Collected data:

[Start of Attachment]

//! Structured logging infrastructure.
//!
//! Thin setup over the `tracing` ecosystem: level and format come from
//! [`LoggingConfig`], with `RUST_LOG` taking precedence when set.

use crate::config::{LogFormat, LogLevel, LoggingConfig};
use tracing_subscriber::EnvFilter;

/// Error type for logging operations
#[derive(Debug, thiserror::Error)]
pub enum LogError {
    /// Subscriber installation failed (usually: already initialized)
    #[error("Failed to install tracing subscriber: {0}")]
    Subscriber(String),
}

/// Result type for logging operations
pub type Result<T> = std::result::Result<T, LogError>;

/// Initialize the logging system with the given configuration.
///
/// Installs a global subscriber; calling it twice returns an error, which
/// callers embedding the crate in a larger application may ignore.
pub fn init(config: &LoggingConfig) -> Result<()> {
    let default_directive = match config.level {
        LogLevel::Trace => "trace",
        LogLevel::Debug => "debug",
        LogLevel::Info => "info",
        LogLevel::Warn => "warn",
        LogLevel::Error => "error",
    };
    let filter = EnvFilter::try_from_default_env()
        .unwrap_or_else(|_| EnvFilter::new(default_directive));

    let builder = tracing_subscriber::fmt()
        .with_env_filter(filter)
        .with_writer(std::io::stderr);

    let result = match config.format {
        LogFormat::Pretty => builder.pretty().try_init(),
        LogFormat::Compact => builder.compact().try_init(),
        LogFormat::Json => builder.json().try_init(),
    };

    result.map_err(|e| LogError::Subscriber(e.to_string()))
}

#[cfg(test)]
mod tests {
    use super::*;

    #[test]
    fn second_init_reports_subscriber_error() {
        let config = LoggingConfig::default();
        // Whichever call wins the race, the second must fail cleanly.
        let _ = init(&config);
        assert!(init(&config).is_err());
    }
}
//! Raw score estimators: citation velocity, recency, and novelty.
//!
//! Each estimator produces an un-normalized scalar from whatever per-article
//! signals are available. Missing fields exclude an article from the
//! aggregate instead of contributing a fabricated zero; that keeps the mean
//! honest at the cost of basing it on fewer samples.

use chrono::{Datelike, NaiveDate};

use crate::embedding::cosine_similarity;

/// Whole calendar months from `earlier` to `later`, ignoring days.
fn months_between(later: NaiveDate, earlier: NaiveDate) -> i64 {
    (later.year() as i64 - earlier.year() as i64) * 12
        + (later.month() as i64 - earlier.month() as i64)
}

/// Raw citation velocity: mean citations-per-month over articles that have
/// both a citation count and a publication date.
///
/// The month denominator is floored at 1 so same-month publications do not
/// blow up the rate. Articles missing either field are skipped; `0.0` when
/// no article qualifies.
pub fn raw_velocity(
    citation_counts: &[Option<u32>],
    pub_dates: &[Option<NaiveDate>],
    now: NaiveDate,
) -> f64 {
    let mut rates = Vec::new();
    for (count, date) in citation_counts.iter().zip(pub_dates.iter()) {
        let (Some(count), Some(date)) = (count, date) else {
            continue;
        };
        let months = months_between(now, *date).max(1);
        rates.push(f64::from(*count) / months as f64);
    }

    if rates.is_empty() {
        return 0.0;
    }
    rates.iter().sum::<f64>() / rates.len() as f64
}

/// Raw recency: fraction of articles published within the trailing window,
/// damped by one.
///
/// The denominator is `N + 1` where `N` counts articles with a known date,
/// so a single-article search can never reach a raw `1.0`. Unknown dates are
/// excluded from both numerator and denominator; `0.0` for an empty set.
pub fn raw_recency(pub_dates: &[Option<NaiveDate>], window_months: i64, now: NaiveDate) -> f64 {
    let mut known = 0usize;
    let mut recent = 0usize;
    for date in pub_dates.iter().flatten() {
        known += 1;
        if months_between(now, *date) <= window_months {
            recent += 1;
        }
    }

    if known == 0 {
        return 0.0;
    }
    recent as f64 / (known + 1) as f64
}

/// Raw novelty: mean cosine similarity of the query vector to each document
/// vector, divided by `N + 1`.
///
/// A topic returning many highly similar articles is not novel, so the
/// similarity signal is inversely damped by the size of the result set.
/// `0.0` for an empty document set.
pub fn raw_novelty(query_vector: &[f32], doc_vectors: &[Vec<f32>]) -> f64 {
    if doc_vectors.is_empty() {
        return 0.0;
    }

    let total: f64 = doc_vectors
        .iter()
        .map(|doc| f64::from(cosine_similarity(query_vector, doc)))
        .sum();
    let avg_sim = total / doc_vectors.len() as f64;
    avg_sim / (doc_vectors.len() + 1) as f64
}
//! Configuration validation.

use super::models::ProspectConfig;
use super::{ConfigError, Result};

/// Validate a complete configuration.
pub fn validate_config(config: &ProspectConfig) -> Result<()> {
    if config.embedding.dimension == 0 {
        return Err(ConfigError::ValidationError(
            "embedding.dimension must be greater than 0".to_string(),
        ));
    }
    if config.scoring.recency_window_months <= 0 {
        return Err(ConfigError::ValidationError(
            "scoring.recency_window_months must be greater than 0".to_string(),
        ));
    }
    if config.clustering.min_cluster_size < 2 {
        return Err(ConfigError::ValidationError(
            "clustering.min_cluster_size must be at least 2".to_string(),
        ));
    }
    if config.clustering.tolerance <= 0.0 {
        return Err(ConfigError::ValidationError(
            "clustering.tolerance must be greater than 0".to_string(),
        ));
    }
    if config.forecast.horizon == 0 {
        return Err(ConfigError::ValidationError(
            "forecast.horizon must be at least 1".to_string(),
        ));
    }

    Ok(())
}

[End of Attachment]

• _Your objective_: Output every line from the records, exactly as written.

• _Task result_:
//! Structured logging infrastructure.
//!
//! Thin setup over the `tracing` ecosystem: level and format come from
//! [`LoggingConfig`], with `RUST_LOG` taking precedence when set.

use crate::config::{LogFormat, LogLevel, LoggingConfig};
use tracing_subscriber::EnvFilter;

/// Error type for logging operations
#[derive(Debug, thiserror::Error)]
pub enum LogError {
    /// Subscriber installation failed (usually: already initialized)
    #[error("Failed to install tracing subscriber: {0}")]
    Subscriber(String),
}

/// Result type for logging operations
pub type Result<T> = std::result::Result<T, LogError>;

/// Initialize the logging system with the given configuration.
///
/// Installs a global subscriber; calling it twice returns an error, which
/// callers embedding the crate in a larger application may ignore.
pub fn init(config: &LoggingConfig) -> Result<()> {
    let default_directive = match config.level {
        LogLevel::Trace => "trace",
        LogLevel::Debug => "debug",
        LogLevel::Info => "info",
        LogLevel::Warn => "warn",
        LogLevel::Error => "error",
    };
    let filter = EnvFilter::try_from_default_env()
        .unwrap_or_else(|_| EnvFilter::new(default_directive));

    let builder = tracing_subscriber::fmt()
        .with_env_filter(filter)
        .with_writer(std::io::stderr);

    let result = match config.format {
        LogFormat::Pretty => builder.pretty().try_init(),
        LogFormat::Compact => builder.compact().try_init(),
        LogFormat::Json => builder.json().try_init(),
    };

    result.map_err(|e| LogError::Subscriber(e.to_string()))
}

#[cfg(test)]
mod tests {
    use super::*;

    #[test]
    fn second_init_reports_subscriber_error() {
        let config = LoggingConfig::default();
        // Whichever call wins the race, the second must fail cleanly.
        let _ = init(&config);
        assert!(init(&config).is_err());
    }
}
//! Raw score estimators: citation velocity, recency, and novelty.
//!
//! Each estimator produces an un-normalized scalar from whatever per-article
//! signals are available. Missing fields exclude an article from the
//! aggregate instead of contributing a fabricated zero; that keeps the mean
//! honest at the cost of basing it on fewer samples.

use chrono::{Datelike, NaiveDate};

use crate::embedding::cosine_similarity;

/// Whole calendar months from `earlier` to `later`, ignoring days.
fn months_between(later: NaiveDate, earlier: NaiveDate) -> i64 {
    (later.year() as i64 - earlier.year() as i64) * 12
        + (later.month() as i64 - earlier.month() as i64)
}

/// Raw citation velocity: mean citations-per-month over articles that have
/// both a citation count and a publication date.
///
/// The month denominator is floored at 1 so same-month publications do not
/// blow up the rate. Articles missing either field are skipped; `0.0` when
/// no article qualifies.
pub fn raw_velocity(
    citation_counts: &[Option<u32>],
    pub_dates: &[Option<NaiveDate>],
    now: NaiveDate,
) -> f64 {
    let mut rates = Vec::new();
    for (count, date) in citation_counts.iter().zip(pub_dates.iter()) {
        let (Some(count), Some(date)) = (count, date) else {
            continue;
        };
        let months = months_between(now, *date).max(1);
        rates.push(f64::from(*count) / months as f64);
    }

    if rates.is_empty() {
        return 0.0;
    }
    rates.iter().sum::<f64>() / rates.len() as f64
}

/// Raw recency: fraction of articles published within the trailing window,
/// damped by one.
///
/// The denominator is `N + 1` where `N` counts articles with a known date,
/// so a single-article search can never reach a raw `1.0`. Unknown dates are
/// excluded from both numerator and denominator; `0.0` for an empty set.
pub fn raw_recency(pub_dates: &[Option<NaiveDate>], window_months: i64, now: NaiveDate) -> f64 {
    let mut known = 0usize;
    let mut recent = 0usize;
    for date in pub_dates.iter().flatten() {
        known += 1;
        if months_between(now, *date) <= window_months {
            recent += 1;
        }
    }

    if known == 0 {
        return 0.0;
    }
    recent as f64 / (known + 1) as f64
}

/// Raw novelty: mean cosine similarity of the query vector to each document
/// vector, divided by `N + 1`.
///
/// A topic returning many highly similar articles is not novel, so the
/// similarity signal is inversely damped by the size of the result set.
/// `0.0` for an empty document set.
pub fn raw_novelty(query_vector: &[f32], doc_vectors: &[Vec<f32>]) -> f64 {
    if doc_vectors.is_empty() {
        return 0.0;
    }

    let total: f64 = doc_vectors
        .iter()
        .map(|doc| f64::from(cosine_similarity(query_vector, doc)))
        .sum();
    let avg_sim = total / doc_vectors.len() as f64;
    avg_sim / (doc_vectors.len() + 1) as f64
}
//! Configuration validation.

use super::models::ProspectConfig;
use super::{ConfigError, Result};

/// Validate a complete configuration.
pub fn validate_config(config: &ProspectConfig) -> Result<()> {
    if config.embedding.dimension == 0 {
        return Err(ConfigError::ValidationError(
            "embedding.dimension must be greater than 0".to_string(),
        ));
    }
    if config.scoring.recency_window_months <= 0 {
        return Err(ConfigError::ValidationError(
            "scoring.recency_window_months must be greater than 0".to_string(),
        ));
    }
    if config.clustering.min_cluster_size < 2 {
        return Err(ConfigError::ValidationError(
            "clustering.min_cluster_size must be at least 2".to_string(),
        ));
    }
    if config.clustering.tolerance <= 0.0 {
        return Err(ConfigError::ValidationError(
            "clustering.tolerance must be greater than 0".to_string(),
        ));
    }
    if config.forecast.horizon == 0 {
        return Err(ConfigError::ValidationError(
            "forecast.horizon must be at least 1".to_string(),
        ));
    }

    Ok(())
}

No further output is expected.